§ **The problem**
As the lines appear below, please set them down exactly, starting at the first and finishing with the one containing "pub type Attributes".

(Dataset entries)
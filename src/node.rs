//! The document tree: nodes, the factory that builds schema-default nodes, identity
//! regeneration and the structural mutations used by the canvas.

use serde::{Deserialize, Serialize};
use std::collections::BTreeMap;
use uuid::Uuid;

use crate::error::{MjmlError, MjmlResult};
use crate::schema::{
    can_contain, find_social_platform, get_component_definition, ComponentType,
    DEFAULT_SOCIAL_PLATFORMS,
};

/// Attribute name → attribute value.
pub type Attributes = BTreeMap<String, String>;

/// One element of the document tree.
#[derive(Debug, Clone, PartialEq, Serialize, Deserialize)]
pub struct Node {
    pub id: String,
    #[serde(rename = "type")]
    pub node_type: ComponentType,
    #[serde(default)]
    pub props: Attributes,
    #[serde(default, skip_serializing_if = "Vec::is_empty")]
    pub children: Vec<Node>,
    #[serde(default, skip_serializing_if = "Option::is_none")]
    pub content: Option<String>,
}

/// Fresh identifier, unique for the lifetime of the process.
pub fn generate_id() -> String {
    Uuid::new_v4().simple().to_string()
}

/// Build a node with every schema default, its default children and content,
/// then apply `overrides` on top of the default attributes.
pub fn create_node<I, K, V>(node_type: ComponentType, overrides: I) -> Node
where
    I: IntoIterator<Item = (K, V)>,
    K: Into<String>,
    V: Into<String>,
{
    let def = get_component_definition(node_type);
    let mut props: Attributes = def
        .attributes
        .iter()
        .filter_map(|a| a.default.map(|d| (a.name.to_string(), d.to_string())))
        .collect();
    for (k, v) in overrides {
        props.insert(k.into(), v.into());
    }

    Node {
        id: generate_id(),
        node_type,
        props,
        children: default_children(node_type),
        content: def.default_content.map(str::to_string),
    }
}

/// `create_node` without overrides.
pub fn create_default_node(node_type: ComponentType) -> Node {
    create_node(node_type, std::iter::empty::<(String, String)>())
}

fn default_children(node_type: ComponentType) -> Vec<Node> {
    match node_type {
        ComponentType::Mjml => vec![create_default_node(ComponentType::Body)],
        ComponentType::Section | ComponentType::Wrapper => {
            let child = if node_type == ComponentType::Section {
                ComponentType::Column
            } else {
                ComponentType::Section
            };
            vec![create_default_node(child)]
        }
        ComponentType::Social => default_social_elements(),
        ComponentType::Navbar => vec![
            create_node(ComponentType::NavbarLink, [("href", "/")])
                .with_content("Home"),
            create_node(ComponentType::NavbarLink, [("href", "/about")])
                .with_content("About"),
        ],
        ComponentType::Accordion => vec![create_default_node(ComponentType::AccordionElement)],
        ComponentType::AccordionElement => vec![
            create_default_node(ComponentType::AccordionTitle),
            create_default_node(ComponentType::AccordionText),
        ],
        ComponentType::Carousel => vec![
            create_default_node(ComponentType::CarouselImage),
            create_default_node(ComponentType::CarouselImage),
        ],
        _ => Vec::new(),
    }
}

/// The social elements a new social block starts with.
pub fn default_social_elements() -> Vec<Node> {
    DEFAULT_SOCIAL_PLATFORMS
        .iter()
        .filter_map(|name| find_social_platform(name))
        .map(|platform| {
            create_node(ComponentType::SocialElement, [("name", platform.name)])
                .with_content(platform.label)
        })
        .collect()
}

/// Deep copy of `root` where every node gets a new id. Attributes, content and
/// child order are kept exactly.
pub fn clone_document_with_new_ids(root: &Node) -> Node {
    Node {
        id: generate_id(),
        node_type: root.node_type,
        props: root.props.clone(),
        children: root
            .children
            .iter()
            .map(clone_document_with_new_ids)
            .collect(),
        content: root.content.clone(),
    }
}

impl Node {
    /// Bare node of `node_type` with no attributes, children or content.
    pub fn empty(node_type: ComponentType) -> Self {
        Node {
            id: generate_id(),
            node_type,
            props: Attributes::new(),
            children: Vec::new(),
            content: None,
        }
    }

    pub fn with_content(mut self, content: impl Into<String>) -> Self {
        self.content = Some(content.into());
        self
    }

    pub fn with_prop(mut self, name: impl Into<String>, value: impl Into<String>) -> Self {
        self.props.insert(name.into(), value.into());
        self
    }

    /// Replace the children; no containment check, use [`Node::append_child`] for that.
    pub fn with_children(mut self, children: Vec<Node>) -> Self {
        self.children = children;
        self
    }

    /// Attribute value, falling back to the schema default.
    pub fn attr(&self, name: &str) -> Option<&str> {
        self.props
            .get(name)
            .map(String::as_str)
            .or_else(|| get_component_definition(self.node_type).default_value(name))
    }

    pub fn is_raw(&self) -> bool {
        self.node_type == ComponentType::Raw
    }

    /// Pre-order traversal of this node and all descendants.
    pub fn walk(&self) -> Vec<&Node> {
        let mut out = Vec::new();
        let mut stack = vec![self];
        while let Some(node) = stack.pop() {
            out.push(node);
            stack.extend(node.children.iter().rev());
        }
        out
    }

    /// Number of nodes in this subtree, including `self`.
    pub fn descendant_count(&self) -> usize {
        1 + self
            .children
            .iter()
            .map(Node::descendant_count)
            .sum::<usize>()
    }

    pub fn find(&self, id: &str) -> Option<&Node> {
        if self.id == id {
            return Some(self);
        }
        self.children.iter().find_map(|c| c.find(id))
    }

    pub fn find_mut(&mut self, id: &str) -> Option<&mut Node> {
        if self.id == id {
            return Some(self);
        }
        self.children.iter_mut().find_map(|c| c.find_mut(id))
    }

    pub fn contains_id(&self, id: &str) -> bool {
        self.find(id).is_some()
    }

    /// Parent of the node with `id`, or `None` for the root or a missing id.
    pub fn parent_of(&self, id: &str) -> Option<&Node> {
        if self.children.iter().any(|c| c.id == id) {
            return Some(self);
        }
        self.children.iter().find_map(|c| c.parent_of(id))
    }

    /// Equality of type, attributes, content and child structure, ignoring ids.
    pub fn structurally_eq(&self, other: &Node) -> bool {
        self.node_type == other.node_type
            && self.props == other.props
            && self.content == other.content
            && self.children.len() == other.children.len()
            && self
                .children
                .iter()
                .zip(&other.children)
                .all(|(a, b)| a.structurally_eq(b))
    }

    // ─── Mutations ───────────────────────────────────────────────────────────

    /// Append `child` to `self`, rejecting pairs the schema forbids.
    pub fn append_child(&mut self, child: Node) -> MjmlResult<()> {
        check_containment(self.node_type, child.node_type)?;
        self.children.push(child);
        Ok(())
    }

    /// Insert `child` under the node `parent_id` at `index` (clamped to the end).
    pub fn insert_child(&mut self, parent_id: &str, index: usize, child: Node) -> MjmlResult<()> {
        let parent = self
            .find_mut(parent_id)
            .ok_or_else(|| MjmlError::NodeNotFound {
                id: parent_id.to_string(),
            })?;
        check_containment(parent.node_type, child.node_type)?;
        let index = index.min(parent.children.len());
        parent.children.insert(index, child);
        Ok(())
    }

    /// Detach and return the node with `id`. The root itself cannot be removed.
    pub fn remove_node(&mut self, id: &str) -> Option<Node> {
        if let Some(pos) = self.children.iter().position(|c| c.id == id) {
            return Some(self.children.remove(pos));
        }
        self.children.iter_mut().find_map(|c| c.remove_node(id))
    }

    /// Move the node `id` under `new_parent_id` at `index`. On error the tree is
    /// left untouched.
    pub fn move_node(&mut self, id: &str, new_parent_id: &str, index: usize) -> MjmlResult<()> {
        if id == self.id {
            return Err(MjmlError::InvalidMove {
                id: id.to_string(),
                reason: "the root cannot be moved".to_string(),
            });
        }
        let moving = self.find(id).ok_or_else(|| MjmlError::NodeNotFound {
            id: id.to_string(),
        })?;
        if moving.contains_id(new_parent_id) {
            return Err(MjmlError::InvalidMove {
                id: id.to_string(),
                reason: "a node cannot be moved into itself or its descendants".to_string(),
            });
        }
        let new_parent = self
            .find(new_parent_id)
            .ok_or_else(|| MjmlError::NodeNotFound {
                id: new_parent_id.to_string(),
            })?;
        check_containment(new_parent.node_type, moving.node_type)?;

        // Index is interpreted against the parent's children after removal.
        let node = self.remove_node(id).ok_or_else(|| MjmlError::NodeNotFound {
            id: id.to_string(),
        })?;
        let parent = self
            .find_mut(new_parent_id)
            .ok_or_else(|| MjmlError::NodeNotFound {
                id: new_parent_id.to_string(),
            })?;
        let index = index.min(parent.children.len());
        parent.children.insert(index, node);
        Ok(())
    }

    /// Clone the node `id` with fresh ids and insert the copy right after it.
    /// Returns the id of the copy.
    pub fn duplicate_node(&mut self, id: &str) -> MjmlResult<String> {
        let parent_id = self
            .parent_of(id)
            .map(|p| p.id.clone())
            .ok_or_else(|| MjmlError::NodeNotFound { id: id.to_string() })?;
        let parent = self
            .find_mut(&parent_id)
            .ok_or_else(|| MjmlError::NodeNotFound { id: parent_id.clone() })?;
        let pos = parent
            .children
            .iter()
            .position(|c| c.id == id)
            .ok_or_else(|| MjmlError::NodeNotFound { id: id.to_string() })?;
        let copy = clone_document_with_new_ids(&parent.children[pos]);
        let copy_id = copy.id.clone();
        parent.children.insert(pos + 1, copy);
        Ok(copy_id)
    }

    pub fn set_prop(&mut self, id: &str, name: &str, value: &str) -> MjmlResult<()> {
        let node = self.find_mut(id).ok_or_else(|| MjmlError::NodeNotFound {
            id: id.to_string(),
        })?;
        node.props.insert(name.to_string(), value.to_string());
        Ok(())
    }

    /// Remove an attribute so lookups fall back to the schema default.
    pub fn remove_prop(&mut self, id: &str, name: &str) -> MjmlResult<Option<String>> {
        let node = self.find_mut(id).ok_or_else(|| MjmlError::NodeNotFound {
            id: id.to_string(),
        })?;
        Ok(node.props.remove(name))
    }

    /// Replace text content. Only components that carry content accept it.
    pub fn set_content(&mut self, id: &str, content: &str) -> MjmlResult<()> {
        let node = self.find_mut(id).ok_or_else(|| MjmlError::NodeNotFound {
            id: id.to_string(),
        })?;
        if !node.node_type.is_ending_tag() {
            return Err(MjmlError::ValidationError(format!(
                "<{}> does not carry text content",
                node.node_type
            )));
        }
        node.content = Some(content.to_string());
        Ok(())
    }
}

fn check_containment(parent: ComponentType, child: ComponentType) -> MjmlResult<()> {
    if can_contain(parent, child) {
        Ok(())
    } else {
        Err(MjmlError::SchemaViolation {
            parent: parent.tag().to_string(),
            child: child.tag().to_string(),
        })
    }
}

§ **Solved exercise**
filename src/node.rs
//! The document tree: nodes, the factory that builds schema-default nodes, identity
//! regeneration and the structural mutations used by the canvas.

use serde::{Deserialize, Serialize};
use std::collections::BTreeMap;
use uuid::Uuid;

use crate::error::{MjmlError, MjmlResult};
use crate::schema::{
    can_contain, find_social_platform, get_component_definition, ComponentType,
    DEFAULT_SOCIAL_PLATFORMS,
};

/// Attribute name → attribute value.
pub type Attributes = BTreeMap<String, String>;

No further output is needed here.